> WORK REQUEST
Copy each line of the entries below that contains the string "EnforcementResult".

> DATA RECORDS
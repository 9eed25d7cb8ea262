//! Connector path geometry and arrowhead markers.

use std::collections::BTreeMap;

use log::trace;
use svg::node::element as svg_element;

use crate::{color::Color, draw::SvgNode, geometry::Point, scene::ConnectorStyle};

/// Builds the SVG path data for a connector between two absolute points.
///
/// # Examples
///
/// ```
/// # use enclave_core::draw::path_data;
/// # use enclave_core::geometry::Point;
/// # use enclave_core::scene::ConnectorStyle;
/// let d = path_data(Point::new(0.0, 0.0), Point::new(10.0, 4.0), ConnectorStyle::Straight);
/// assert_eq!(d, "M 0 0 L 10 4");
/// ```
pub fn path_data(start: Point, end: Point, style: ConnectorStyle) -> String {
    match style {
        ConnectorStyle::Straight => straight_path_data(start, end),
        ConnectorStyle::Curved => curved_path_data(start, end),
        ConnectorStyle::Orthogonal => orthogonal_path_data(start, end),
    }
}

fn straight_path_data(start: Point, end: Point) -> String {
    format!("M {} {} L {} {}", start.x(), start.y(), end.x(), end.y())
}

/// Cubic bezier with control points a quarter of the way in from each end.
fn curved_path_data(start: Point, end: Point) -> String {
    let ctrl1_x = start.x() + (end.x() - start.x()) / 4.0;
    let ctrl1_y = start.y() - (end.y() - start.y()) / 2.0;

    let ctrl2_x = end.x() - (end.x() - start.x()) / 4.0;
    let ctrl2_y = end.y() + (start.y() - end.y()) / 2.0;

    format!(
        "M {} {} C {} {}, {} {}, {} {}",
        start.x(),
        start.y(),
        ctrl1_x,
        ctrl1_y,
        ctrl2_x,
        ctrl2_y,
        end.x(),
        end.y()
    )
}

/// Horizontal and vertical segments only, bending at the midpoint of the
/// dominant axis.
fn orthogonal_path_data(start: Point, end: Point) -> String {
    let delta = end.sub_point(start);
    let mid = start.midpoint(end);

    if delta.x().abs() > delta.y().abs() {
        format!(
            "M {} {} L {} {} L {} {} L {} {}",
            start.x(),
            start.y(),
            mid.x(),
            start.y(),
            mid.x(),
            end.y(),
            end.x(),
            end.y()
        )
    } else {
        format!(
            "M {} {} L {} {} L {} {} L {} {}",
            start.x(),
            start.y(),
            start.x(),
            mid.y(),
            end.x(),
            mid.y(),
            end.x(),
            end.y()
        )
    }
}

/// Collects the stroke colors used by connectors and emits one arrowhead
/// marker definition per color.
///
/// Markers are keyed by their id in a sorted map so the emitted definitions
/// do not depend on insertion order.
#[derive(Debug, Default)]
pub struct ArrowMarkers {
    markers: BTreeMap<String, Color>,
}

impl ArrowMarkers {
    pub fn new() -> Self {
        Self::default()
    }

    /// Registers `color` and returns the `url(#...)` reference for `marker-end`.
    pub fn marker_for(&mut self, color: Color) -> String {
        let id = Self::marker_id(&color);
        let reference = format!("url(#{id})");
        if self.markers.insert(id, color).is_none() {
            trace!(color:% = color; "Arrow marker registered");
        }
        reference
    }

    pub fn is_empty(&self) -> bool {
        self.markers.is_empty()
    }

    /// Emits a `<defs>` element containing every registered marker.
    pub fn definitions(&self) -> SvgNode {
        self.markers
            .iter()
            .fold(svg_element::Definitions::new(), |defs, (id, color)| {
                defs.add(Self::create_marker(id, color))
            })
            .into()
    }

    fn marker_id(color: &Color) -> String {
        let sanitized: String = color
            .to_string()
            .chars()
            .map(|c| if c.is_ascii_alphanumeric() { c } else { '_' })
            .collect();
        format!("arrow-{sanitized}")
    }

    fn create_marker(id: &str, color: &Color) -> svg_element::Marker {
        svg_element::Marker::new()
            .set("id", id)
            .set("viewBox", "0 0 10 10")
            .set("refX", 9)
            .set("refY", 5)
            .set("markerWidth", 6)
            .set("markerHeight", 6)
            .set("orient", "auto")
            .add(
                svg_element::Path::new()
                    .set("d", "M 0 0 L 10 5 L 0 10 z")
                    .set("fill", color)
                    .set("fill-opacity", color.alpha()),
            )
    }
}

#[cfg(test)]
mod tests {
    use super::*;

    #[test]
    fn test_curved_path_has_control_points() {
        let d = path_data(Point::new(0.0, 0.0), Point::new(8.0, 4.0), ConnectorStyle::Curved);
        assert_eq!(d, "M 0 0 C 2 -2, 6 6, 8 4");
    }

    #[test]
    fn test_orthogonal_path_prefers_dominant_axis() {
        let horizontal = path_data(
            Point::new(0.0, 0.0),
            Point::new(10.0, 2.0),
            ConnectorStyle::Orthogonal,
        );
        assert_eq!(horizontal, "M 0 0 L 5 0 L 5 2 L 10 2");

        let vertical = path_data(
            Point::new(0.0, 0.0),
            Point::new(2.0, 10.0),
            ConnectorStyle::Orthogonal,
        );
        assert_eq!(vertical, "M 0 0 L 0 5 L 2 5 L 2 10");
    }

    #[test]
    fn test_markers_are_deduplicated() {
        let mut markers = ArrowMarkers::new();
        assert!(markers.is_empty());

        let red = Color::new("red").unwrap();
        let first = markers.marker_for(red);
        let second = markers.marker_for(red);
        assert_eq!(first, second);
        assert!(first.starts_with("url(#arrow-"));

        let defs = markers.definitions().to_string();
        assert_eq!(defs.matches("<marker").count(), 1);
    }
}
==
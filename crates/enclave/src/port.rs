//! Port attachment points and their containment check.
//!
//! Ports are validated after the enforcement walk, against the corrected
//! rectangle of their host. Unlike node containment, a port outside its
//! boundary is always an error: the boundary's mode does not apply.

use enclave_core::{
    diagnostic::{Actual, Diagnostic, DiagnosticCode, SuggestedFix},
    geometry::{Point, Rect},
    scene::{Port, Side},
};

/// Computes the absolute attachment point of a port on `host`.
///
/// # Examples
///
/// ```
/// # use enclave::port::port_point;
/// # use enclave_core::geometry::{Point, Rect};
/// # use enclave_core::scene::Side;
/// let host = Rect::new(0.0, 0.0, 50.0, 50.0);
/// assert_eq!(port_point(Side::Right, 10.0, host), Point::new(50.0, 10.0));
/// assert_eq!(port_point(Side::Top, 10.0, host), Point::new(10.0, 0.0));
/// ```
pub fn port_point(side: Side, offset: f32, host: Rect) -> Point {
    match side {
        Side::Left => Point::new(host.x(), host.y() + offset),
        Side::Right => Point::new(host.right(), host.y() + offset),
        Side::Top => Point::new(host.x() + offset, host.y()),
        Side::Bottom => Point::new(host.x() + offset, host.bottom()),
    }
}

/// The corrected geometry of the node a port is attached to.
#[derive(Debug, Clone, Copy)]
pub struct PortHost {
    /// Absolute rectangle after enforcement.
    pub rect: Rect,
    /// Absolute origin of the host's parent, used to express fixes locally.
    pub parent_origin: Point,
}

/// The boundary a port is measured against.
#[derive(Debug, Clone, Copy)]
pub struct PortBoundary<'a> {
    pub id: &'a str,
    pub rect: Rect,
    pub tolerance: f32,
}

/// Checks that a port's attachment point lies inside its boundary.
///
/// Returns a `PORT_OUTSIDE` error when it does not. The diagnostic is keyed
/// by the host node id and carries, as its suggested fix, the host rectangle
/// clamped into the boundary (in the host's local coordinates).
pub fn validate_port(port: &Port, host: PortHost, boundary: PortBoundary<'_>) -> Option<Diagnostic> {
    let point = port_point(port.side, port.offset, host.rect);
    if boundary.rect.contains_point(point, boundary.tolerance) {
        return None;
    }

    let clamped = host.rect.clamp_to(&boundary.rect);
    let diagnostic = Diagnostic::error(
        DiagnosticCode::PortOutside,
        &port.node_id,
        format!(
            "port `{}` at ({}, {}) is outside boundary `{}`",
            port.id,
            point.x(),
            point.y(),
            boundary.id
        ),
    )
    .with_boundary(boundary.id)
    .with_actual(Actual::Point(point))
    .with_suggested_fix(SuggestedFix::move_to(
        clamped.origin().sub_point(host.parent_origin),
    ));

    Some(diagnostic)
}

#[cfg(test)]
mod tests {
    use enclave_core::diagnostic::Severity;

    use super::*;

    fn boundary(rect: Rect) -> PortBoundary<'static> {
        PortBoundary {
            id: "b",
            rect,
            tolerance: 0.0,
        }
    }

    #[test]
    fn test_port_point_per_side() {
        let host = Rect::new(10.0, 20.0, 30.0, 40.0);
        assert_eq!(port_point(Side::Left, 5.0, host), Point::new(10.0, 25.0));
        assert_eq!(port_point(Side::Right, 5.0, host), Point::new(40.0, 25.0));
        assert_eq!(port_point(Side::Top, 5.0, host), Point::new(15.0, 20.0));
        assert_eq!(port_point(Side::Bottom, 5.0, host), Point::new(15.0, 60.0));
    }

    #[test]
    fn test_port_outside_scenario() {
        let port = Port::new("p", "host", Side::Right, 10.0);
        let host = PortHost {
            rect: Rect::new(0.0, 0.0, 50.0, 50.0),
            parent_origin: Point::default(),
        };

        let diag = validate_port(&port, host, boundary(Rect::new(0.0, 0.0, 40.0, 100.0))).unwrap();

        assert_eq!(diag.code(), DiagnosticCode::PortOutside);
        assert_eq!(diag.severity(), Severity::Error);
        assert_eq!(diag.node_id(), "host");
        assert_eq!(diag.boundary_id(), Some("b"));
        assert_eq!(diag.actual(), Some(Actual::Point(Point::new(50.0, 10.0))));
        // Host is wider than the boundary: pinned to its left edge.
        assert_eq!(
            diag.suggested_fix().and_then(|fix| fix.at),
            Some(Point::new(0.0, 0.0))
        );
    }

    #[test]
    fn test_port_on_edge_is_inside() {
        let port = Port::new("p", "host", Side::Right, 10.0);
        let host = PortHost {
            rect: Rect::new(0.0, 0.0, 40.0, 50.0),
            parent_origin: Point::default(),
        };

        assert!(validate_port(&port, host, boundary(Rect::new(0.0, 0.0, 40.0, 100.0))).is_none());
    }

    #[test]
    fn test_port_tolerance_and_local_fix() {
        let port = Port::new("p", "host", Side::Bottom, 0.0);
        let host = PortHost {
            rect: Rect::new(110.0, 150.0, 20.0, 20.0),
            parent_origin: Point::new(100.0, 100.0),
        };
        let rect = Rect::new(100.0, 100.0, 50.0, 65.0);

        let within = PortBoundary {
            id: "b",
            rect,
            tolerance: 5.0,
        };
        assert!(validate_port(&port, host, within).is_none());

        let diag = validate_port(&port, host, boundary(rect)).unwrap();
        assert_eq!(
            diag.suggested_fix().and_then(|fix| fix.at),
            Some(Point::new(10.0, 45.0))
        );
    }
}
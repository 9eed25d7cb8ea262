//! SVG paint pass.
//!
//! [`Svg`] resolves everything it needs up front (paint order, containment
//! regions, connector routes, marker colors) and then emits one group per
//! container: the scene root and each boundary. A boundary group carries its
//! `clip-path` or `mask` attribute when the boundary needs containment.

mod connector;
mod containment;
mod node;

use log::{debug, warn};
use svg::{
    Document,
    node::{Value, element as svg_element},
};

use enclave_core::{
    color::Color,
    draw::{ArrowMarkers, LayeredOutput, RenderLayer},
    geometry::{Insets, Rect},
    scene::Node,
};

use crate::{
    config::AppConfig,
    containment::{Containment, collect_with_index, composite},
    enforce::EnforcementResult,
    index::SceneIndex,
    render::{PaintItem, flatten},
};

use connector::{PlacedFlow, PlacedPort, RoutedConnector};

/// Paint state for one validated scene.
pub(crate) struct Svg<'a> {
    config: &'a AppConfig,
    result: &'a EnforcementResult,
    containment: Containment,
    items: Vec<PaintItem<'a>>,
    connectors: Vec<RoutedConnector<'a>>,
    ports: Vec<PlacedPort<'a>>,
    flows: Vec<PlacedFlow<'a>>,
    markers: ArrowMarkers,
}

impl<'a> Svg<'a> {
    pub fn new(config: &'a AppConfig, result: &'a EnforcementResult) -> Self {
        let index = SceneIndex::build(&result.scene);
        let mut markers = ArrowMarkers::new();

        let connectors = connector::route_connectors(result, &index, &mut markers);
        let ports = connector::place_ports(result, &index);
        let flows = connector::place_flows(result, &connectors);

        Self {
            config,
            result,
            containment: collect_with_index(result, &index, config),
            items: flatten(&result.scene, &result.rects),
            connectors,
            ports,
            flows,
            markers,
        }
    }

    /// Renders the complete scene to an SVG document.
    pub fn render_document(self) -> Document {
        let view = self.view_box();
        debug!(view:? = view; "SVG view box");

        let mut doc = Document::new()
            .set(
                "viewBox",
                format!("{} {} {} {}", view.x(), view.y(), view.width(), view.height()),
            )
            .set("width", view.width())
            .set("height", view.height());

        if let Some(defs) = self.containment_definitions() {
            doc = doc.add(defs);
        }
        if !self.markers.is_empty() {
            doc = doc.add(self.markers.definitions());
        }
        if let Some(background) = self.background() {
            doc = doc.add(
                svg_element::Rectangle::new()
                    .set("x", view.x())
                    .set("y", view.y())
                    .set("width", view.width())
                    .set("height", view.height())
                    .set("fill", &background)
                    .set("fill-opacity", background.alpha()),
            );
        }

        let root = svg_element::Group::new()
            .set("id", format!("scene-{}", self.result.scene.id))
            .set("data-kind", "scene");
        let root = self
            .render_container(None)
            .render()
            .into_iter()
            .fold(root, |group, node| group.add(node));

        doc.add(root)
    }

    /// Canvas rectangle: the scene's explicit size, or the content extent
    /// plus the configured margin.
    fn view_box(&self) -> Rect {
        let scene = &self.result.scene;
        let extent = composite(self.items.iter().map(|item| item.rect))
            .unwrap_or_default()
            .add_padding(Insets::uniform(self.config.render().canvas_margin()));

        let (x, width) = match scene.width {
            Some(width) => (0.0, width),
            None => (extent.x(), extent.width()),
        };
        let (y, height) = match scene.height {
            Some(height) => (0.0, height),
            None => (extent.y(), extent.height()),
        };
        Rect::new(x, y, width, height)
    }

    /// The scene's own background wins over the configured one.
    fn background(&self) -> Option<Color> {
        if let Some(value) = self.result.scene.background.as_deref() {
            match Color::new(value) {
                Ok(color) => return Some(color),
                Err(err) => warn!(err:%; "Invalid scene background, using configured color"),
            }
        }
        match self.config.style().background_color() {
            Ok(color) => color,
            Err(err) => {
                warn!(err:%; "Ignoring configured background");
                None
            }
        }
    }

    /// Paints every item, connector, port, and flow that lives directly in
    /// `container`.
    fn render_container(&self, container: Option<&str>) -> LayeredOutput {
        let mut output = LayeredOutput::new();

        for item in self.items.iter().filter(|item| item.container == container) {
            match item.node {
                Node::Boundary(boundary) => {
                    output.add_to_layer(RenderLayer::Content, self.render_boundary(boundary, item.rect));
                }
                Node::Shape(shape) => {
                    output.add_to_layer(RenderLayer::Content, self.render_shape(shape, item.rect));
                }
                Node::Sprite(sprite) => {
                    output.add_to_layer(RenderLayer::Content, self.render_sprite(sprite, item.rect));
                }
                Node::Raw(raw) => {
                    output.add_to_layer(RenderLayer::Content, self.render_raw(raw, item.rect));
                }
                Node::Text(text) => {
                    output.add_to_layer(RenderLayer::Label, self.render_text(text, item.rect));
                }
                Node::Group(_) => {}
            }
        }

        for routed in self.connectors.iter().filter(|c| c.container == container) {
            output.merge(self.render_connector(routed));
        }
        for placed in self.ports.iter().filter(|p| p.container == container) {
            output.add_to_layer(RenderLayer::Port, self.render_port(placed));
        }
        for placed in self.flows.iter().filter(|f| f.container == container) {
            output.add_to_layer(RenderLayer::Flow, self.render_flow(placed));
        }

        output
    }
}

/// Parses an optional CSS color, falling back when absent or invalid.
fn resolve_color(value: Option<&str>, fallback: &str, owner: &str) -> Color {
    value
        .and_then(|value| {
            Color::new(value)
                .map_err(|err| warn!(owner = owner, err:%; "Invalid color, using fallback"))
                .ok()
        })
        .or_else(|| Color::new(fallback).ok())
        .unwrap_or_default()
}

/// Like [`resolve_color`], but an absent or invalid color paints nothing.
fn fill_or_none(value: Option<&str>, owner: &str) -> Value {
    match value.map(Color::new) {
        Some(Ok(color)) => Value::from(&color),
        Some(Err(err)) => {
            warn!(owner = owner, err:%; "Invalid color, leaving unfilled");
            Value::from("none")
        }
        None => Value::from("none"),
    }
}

> RESPONSE TO THE EXERCISE
    enforce::EnforcementResult,
    result: &'a EnforcementResult,
    pub fn new(config: &'a AppConfig, result: &'a EnforcementResult) -> Self {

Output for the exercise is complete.